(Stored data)
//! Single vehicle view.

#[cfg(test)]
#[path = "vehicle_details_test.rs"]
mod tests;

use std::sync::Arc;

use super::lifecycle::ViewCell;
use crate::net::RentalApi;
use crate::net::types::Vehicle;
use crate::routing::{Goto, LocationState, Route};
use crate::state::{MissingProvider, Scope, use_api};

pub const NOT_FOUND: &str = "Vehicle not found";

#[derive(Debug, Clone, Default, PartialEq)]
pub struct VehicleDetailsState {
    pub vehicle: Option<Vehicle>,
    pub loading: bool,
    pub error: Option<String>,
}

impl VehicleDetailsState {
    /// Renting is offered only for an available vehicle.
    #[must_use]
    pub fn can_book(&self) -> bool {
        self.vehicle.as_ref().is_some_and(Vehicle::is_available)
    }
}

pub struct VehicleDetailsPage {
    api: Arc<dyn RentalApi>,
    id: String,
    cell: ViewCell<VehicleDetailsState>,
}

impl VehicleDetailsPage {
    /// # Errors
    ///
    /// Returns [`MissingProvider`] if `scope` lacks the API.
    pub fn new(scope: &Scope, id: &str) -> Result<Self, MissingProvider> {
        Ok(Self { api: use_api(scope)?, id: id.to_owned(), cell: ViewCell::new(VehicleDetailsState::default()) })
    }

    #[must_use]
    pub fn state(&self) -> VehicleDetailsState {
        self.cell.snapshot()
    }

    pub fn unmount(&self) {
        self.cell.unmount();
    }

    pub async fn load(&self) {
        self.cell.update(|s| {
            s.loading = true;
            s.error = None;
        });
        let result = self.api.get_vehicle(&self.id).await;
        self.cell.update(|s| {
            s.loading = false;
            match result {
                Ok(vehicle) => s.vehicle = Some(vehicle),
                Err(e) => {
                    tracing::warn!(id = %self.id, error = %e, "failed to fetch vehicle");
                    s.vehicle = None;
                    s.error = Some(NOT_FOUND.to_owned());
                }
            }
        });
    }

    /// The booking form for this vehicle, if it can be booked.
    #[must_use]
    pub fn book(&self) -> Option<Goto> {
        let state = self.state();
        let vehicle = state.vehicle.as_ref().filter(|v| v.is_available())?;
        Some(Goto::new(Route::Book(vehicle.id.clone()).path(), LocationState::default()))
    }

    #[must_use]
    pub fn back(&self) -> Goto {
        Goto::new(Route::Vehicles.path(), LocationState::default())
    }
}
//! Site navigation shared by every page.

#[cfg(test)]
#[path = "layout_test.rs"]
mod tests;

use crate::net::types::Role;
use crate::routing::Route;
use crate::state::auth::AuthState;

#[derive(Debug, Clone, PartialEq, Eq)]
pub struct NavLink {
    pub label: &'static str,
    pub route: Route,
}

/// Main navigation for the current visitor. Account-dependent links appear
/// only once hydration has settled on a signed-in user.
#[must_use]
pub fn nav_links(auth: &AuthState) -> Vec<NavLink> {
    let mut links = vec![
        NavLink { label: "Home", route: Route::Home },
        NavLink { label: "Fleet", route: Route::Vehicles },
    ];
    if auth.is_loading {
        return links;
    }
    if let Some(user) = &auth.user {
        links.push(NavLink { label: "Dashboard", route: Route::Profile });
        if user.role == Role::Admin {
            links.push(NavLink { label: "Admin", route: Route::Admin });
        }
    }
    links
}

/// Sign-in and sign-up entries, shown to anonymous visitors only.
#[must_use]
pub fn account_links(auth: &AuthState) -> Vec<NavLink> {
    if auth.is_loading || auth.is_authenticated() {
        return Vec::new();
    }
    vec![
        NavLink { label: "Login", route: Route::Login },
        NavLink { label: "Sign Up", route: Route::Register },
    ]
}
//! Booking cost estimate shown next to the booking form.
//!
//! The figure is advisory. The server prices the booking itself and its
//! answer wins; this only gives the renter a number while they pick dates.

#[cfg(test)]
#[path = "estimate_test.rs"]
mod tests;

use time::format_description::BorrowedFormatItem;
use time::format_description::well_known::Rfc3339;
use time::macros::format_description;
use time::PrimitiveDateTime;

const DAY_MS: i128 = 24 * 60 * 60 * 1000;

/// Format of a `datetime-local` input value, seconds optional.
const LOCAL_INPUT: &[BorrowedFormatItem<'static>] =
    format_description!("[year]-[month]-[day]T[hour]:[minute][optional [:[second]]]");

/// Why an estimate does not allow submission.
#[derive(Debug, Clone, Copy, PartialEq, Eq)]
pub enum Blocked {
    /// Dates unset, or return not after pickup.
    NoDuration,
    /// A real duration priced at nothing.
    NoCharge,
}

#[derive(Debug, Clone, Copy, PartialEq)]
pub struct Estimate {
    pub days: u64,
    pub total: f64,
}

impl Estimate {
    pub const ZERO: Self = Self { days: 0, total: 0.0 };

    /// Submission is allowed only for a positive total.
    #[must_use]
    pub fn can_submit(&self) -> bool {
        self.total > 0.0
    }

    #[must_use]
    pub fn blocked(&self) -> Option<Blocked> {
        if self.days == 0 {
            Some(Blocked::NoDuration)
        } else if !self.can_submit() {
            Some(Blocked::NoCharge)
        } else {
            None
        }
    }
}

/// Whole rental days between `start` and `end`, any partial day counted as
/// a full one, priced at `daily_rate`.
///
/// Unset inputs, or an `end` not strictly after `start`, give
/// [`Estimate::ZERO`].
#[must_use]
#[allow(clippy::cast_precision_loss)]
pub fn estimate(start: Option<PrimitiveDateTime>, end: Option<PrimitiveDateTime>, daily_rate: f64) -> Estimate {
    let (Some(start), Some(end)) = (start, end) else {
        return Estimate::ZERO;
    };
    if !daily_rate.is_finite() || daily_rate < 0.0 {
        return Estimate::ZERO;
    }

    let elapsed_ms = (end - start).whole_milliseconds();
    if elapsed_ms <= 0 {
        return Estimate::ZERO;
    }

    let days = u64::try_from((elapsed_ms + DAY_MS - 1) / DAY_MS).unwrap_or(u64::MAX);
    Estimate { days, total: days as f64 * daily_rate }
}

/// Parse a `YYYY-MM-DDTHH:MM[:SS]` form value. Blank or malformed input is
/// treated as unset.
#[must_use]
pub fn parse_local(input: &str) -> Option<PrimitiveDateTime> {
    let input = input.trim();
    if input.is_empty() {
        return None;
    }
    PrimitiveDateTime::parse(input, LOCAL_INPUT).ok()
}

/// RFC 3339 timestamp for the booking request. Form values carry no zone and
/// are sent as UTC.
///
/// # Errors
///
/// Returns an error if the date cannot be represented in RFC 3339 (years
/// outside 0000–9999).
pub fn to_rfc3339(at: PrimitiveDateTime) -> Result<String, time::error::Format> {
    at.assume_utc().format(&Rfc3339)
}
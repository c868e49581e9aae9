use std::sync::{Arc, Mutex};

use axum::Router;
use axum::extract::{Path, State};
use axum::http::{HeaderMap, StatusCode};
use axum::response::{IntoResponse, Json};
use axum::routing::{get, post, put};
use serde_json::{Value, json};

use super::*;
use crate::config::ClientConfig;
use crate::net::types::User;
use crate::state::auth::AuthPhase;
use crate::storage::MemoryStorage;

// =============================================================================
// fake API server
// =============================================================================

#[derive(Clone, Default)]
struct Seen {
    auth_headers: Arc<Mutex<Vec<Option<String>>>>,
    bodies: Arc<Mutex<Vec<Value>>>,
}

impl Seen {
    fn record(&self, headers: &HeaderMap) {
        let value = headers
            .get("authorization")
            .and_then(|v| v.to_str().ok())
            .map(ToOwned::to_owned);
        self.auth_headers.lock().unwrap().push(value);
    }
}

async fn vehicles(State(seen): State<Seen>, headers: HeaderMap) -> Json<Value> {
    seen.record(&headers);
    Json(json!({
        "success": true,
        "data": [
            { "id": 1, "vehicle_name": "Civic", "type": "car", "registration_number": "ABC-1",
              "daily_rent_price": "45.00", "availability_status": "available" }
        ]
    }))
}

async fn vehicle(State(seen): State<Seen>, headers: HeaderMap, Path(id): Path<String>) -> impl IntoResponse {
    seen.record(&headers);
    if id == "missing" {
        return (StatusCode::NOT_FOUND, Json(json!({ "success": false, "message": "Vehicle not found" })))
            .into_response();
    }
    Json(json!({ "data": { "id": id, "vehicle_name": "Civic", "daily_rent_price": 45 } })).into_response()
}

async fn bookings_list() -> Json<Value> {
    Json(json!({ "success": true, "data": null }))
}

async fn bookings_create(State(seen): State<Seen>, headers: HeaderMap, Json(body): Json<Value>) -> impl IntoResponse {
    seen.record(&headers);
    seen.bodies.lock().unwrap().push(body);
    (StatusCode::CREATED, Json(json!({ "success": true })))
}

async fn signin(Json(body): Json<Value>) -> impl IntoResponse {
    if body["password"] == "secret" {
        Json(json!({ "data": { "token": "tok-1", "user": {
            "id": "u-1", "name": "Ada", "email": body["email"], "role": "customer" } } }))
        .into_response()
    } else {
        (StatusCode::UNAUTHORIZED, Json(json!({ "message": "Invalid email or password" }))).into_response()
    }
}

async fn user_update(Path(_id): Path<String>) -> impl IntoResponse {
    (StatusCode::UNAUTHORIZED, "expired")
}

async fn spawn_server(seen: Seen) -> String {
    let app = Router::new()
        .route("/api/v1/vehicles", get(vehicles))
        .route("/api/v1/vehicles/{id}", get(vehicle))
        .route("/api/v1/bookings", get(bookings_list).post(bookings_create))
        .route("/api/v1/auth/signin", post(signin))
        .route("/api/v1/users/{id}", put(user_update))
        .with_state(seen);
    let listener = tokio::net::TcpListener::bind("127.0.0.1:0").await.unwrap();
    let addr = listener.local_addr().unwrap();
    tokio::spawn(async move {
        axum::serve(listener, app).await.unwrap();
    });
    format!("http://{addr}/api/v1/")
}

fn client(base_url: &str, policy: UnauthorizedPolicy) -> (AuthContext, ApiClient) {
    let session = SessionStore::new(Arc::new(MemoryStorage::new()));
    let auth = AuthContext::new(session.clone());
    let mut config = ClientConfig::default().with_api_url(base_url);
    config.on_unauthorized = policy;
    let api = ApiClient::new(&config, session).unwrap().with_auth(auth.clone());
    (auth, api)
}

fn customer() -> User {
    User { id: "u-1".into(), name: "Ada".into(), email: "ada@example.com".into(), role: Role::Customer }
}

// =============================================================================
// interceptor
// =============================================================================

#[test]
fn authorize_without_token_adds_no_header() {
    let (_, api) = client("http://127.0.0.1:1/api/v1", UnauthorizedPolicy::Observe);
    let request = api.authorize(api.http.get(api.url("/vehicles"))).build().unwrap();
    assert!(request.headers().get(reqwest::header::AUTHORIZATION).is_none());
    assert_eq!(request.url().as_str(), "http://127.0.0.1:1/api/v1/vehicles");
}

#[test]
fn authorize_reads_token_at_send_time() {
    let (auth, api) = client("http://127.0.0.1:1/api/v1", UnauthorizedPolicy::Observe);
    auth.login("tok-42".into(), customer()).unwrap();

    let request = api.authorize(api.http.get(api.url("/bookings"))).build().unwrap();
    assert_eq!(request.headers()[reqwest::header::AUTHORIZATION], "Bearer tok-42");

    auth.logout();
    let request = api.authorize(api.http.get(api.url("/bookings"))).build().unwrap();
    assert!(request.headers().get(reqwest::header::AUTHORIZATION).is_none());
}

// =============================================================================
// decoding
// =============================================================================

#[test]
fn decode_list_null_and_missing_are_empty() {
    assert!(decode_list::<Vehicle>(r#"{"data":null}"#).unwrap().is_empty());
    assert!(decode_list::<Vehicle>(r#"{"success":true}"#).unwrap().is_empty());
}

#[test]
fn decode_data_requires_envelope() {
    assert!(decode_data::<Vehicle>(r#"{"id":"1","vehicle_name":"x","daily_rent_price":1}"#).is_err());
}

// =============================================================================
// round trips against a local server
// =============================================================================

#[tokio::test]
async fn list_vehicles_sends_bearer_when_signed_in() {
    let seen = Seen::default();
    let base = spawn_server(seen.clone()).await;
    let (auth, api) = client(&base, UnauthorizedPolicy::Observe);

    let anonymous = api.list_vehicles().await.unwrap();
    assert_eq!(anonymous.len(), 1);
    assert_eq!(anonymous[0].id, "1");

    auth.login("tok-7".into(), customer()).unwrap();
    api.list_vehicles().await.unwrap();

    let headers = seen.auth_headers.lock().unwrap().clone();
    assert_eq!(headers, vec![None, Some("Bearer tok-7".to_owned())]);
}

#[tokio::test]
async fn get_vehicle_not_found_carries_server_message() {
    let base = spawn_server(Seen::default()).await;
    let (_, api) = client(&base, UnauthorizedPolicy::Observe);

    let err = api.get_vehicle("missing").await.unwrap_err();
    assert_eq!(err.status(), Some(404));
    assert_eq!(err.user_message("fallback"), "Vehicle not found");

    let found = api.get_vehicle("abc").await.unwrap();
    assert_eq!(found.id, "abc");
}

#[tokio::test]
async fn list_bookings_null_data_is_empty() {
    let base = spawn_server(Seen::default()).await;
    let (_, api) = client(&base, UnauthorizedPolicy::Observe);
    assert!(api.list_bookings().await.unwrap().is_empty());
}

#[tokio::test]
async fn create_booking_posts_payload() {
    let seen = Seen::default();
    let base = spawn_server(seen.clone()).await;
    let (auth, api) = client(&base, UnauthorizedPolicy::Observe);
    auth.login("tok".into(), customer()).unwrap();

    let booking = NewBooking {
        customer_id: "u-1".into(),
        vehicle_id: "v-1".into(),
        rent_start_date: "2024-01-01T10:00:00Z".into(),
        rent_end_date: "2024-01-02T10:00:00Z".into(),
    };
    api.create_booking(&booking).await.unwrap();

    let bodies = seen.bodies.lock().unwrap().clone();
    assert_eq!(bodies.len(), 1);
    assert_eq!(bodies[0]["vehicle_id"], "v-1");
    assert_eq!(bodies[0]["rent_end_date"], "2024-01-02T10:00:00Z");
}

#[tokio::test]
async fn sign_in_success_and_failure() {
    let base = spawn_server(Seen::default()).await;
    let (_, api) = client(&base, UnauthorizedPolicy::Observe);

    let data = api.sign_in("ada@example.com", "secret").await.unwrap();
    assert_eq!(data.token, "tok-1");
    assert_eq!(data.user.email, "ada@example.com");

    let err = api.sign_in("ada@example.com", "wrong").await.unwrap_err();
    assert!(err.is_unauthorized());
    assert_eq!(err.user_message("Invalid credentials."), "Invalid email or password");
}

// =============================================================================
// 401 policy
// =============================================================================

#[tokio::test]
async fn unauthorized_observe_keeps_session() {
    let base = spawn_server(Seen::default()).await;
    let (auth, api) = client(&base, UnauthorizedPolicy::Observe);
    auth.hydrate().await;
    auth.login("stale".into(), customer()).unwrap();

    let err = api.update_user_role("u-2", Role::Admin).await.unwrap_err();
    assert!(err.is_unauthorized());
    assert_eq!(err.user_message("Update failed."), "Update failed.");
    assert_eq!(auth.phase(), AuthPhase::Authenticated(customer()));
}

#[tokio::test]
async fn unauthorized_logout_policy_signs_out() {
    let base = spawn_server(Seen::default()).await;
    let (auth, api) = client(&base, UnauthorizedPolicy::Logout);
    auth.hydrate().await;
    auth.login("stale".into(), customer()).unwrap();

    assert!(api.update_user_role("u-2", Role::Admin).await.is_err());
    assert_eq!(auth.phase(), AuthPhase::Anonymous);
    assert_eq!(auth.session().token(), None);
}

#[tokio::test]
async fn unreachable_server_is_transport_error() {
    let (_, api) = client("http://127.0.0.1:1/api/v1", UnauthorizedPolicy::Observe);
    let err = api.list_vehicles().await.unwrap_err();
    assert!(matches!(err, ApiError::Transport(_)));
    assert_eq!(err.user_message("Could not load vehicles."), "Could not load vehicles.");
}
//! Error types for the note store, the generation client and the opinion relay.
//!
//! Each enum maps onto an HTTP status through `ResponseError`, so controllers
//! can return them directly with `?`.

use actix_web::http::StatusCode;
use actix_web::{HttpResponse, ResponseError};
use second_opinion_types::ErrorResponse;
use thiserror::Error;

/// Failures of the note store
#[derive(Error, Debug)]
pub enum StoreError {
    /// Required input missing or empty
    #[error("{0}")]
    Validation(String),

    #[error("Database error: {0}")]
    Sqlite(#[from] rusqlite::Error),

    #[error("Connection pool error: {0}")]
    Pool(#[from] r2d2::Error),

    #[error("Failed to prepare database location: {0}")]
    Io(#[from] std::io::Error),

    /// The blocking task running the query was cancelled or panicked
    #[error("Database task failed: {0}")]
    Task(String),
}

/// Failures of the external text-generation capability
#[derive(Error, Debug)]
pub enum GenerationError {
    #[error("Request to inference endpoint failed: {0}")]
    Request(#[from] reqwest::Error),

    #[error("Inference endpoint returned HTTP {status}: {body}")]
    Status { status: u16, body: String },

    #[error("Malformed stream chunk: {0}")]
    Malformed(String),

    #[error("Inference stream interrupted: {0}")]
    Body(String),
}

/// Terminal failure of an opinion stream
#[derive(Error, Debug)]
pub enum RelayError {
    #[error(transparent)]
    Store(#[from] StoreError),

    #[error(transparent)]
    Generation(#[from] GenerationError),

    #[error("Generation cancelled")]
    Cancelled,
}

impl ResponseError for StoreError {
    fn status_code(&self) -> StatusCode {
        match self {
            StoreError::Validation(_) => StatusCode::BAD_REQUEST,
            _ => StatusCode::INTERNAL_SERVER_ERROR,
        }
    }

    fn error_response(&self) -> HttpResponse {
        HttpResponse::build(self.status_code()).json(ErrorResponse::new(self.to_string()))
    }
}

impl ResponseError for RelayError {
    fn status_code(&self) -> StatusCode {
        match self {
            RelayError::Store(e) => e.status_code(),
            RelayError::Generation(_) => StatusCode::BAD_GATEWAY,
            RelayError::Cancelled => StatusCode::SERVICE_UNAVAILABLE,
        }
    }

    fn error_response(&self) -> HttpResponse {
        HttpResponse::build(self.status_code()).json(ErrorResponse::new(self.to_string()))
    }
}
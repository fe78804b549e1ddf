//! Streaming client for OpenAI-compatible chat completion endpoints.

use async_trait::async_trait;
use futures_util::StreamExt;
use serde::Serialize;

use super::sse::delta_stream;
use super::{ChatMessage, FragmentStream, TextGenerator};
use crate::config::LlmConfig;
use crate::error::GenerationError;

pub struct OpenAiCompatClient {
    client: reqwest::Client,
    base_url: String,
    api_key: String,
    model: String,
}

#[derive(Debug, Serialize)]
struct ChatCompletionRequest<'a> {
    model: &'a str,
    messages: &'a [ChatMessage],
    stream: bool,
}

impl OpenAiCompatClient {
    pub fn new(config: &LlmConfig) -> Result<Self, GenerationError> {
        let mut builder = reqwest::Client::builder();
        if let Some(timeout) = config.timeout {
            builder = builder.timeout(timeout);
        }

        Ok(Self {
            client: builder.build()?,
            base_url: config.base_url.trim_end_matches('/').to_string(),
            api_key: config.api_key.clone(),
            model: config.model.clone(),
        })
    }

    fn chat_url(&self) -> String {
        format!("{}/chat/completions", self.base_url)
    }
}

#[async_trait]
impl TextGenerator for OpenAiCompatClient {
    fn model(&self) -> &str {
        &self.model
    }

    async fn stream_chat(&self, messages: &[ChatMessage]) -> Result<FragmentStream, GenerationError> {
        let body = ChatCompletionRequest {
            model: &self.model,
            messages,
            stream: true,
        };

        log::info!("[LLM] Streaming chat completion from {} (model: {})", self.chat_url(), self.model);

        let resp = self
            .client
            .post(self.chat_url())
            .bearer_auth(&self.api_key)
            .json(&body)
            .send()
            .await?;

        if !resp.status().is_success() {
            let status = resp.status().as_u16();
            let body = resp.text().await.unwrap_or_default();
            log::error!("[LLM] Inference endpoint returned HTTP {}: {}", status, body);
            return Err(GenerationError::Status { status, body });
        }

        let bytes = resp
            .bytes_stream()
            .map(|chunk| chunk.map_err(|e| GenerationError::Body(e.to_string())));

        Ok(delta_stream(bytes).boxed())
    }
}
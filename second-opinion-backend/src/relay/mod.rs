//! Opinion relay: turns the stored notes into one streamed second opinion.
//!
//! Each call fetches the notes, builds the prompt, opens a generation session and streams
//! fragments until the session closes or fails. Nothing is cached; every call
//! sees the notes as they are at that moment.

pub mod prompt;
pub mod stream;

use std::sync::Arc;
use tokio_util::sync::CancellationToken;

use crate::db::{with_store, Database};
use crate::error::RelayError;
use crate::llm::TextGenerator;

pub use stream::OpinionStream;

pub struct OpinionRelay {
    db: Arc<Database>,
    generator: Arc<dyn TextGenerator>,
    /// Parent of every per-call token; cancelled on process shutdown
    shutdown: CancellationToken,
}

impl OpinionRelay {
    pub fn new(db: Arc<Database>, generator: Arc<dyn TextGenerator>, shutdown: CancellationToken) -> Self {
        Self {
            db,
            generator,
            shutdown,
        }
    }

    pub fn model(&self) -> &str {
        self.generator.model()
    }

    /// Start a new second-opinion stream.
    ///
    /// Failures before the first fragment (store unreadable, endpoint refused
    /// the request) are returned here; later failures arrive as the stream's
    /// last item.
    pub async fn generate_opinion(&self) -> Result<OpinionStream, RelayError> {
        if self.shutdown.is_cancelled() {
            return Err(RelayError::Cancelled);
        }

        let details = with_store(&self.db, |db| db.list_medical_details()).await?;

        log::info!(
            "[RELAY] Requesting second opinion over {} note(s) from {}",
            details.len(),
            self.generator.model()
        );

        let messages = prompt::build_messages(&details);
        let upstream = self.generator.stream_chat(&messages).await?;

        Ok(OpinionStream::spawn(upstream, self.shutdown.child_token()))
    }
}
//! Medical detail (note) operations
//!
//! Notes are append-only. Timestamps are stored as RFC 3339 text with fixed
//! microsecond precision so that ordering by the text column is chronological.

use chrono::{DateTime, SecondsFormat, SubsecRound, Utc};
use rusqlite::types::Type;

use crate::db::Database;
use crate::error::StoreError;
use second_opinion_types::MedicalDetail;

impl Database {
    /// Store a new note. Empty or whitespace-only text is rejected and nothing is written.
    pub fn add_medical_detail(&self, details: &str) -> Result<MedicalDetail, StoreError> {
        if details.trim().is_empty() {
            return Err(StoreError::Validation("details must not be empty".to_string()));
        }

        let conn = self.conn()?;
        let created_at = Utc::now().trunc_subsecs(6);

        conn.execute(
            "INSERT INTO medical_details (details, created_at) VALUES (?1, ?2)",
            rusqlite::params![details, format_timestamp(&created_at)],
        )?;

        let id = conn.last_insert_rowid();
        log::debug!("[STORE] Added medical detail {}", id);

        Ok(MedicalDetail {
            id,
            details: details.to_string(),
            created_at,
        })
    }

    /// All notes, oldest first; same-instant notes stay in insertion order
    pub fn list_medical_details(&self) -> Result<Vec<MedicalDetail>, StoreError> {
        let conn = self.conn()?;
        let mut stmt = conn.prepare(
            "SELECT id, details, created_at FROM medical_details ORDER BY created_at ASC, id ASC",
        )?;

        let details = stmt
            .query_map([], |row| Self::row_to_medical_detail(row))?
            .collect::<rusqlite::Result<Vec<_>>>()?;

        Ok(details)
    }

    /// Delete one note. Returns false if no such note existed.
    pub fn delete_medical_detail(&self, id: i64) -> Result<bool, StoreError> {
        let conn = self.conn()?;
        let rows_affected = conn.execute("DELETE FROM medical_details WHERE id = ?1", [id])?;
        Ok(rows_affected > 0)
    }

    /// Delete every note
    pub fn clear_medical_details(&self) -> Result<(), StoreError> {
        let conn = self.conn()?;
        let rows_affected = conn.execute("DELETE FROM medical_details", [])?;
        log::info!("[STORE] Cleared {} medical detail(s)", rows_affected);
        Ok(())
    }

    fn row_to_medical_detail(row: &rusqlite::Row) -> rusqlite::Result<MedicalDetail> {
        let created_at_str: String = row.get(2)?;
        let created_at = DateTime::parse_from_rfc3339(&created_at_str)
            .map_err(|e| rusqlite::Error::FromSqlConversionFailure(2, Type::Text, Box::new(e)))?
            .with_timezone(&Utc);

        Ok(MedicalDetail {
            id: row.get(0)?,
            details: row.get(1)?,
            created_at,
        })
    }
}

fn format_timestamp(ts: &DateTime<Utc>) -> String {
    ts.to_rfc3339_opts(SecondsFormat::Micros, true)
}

* **Task instructions**
Return all lines from the data above with "Civic" in them.

* **Output for this exercise**
            { "id": 1, "vehicle_name": "Civic", "type": "car", "registration_number": "ABC-1",
    Json(json!({ "data": { "id": id, "vehicle_name": "Civic", "daily_rent_price": 45 } })).into_response()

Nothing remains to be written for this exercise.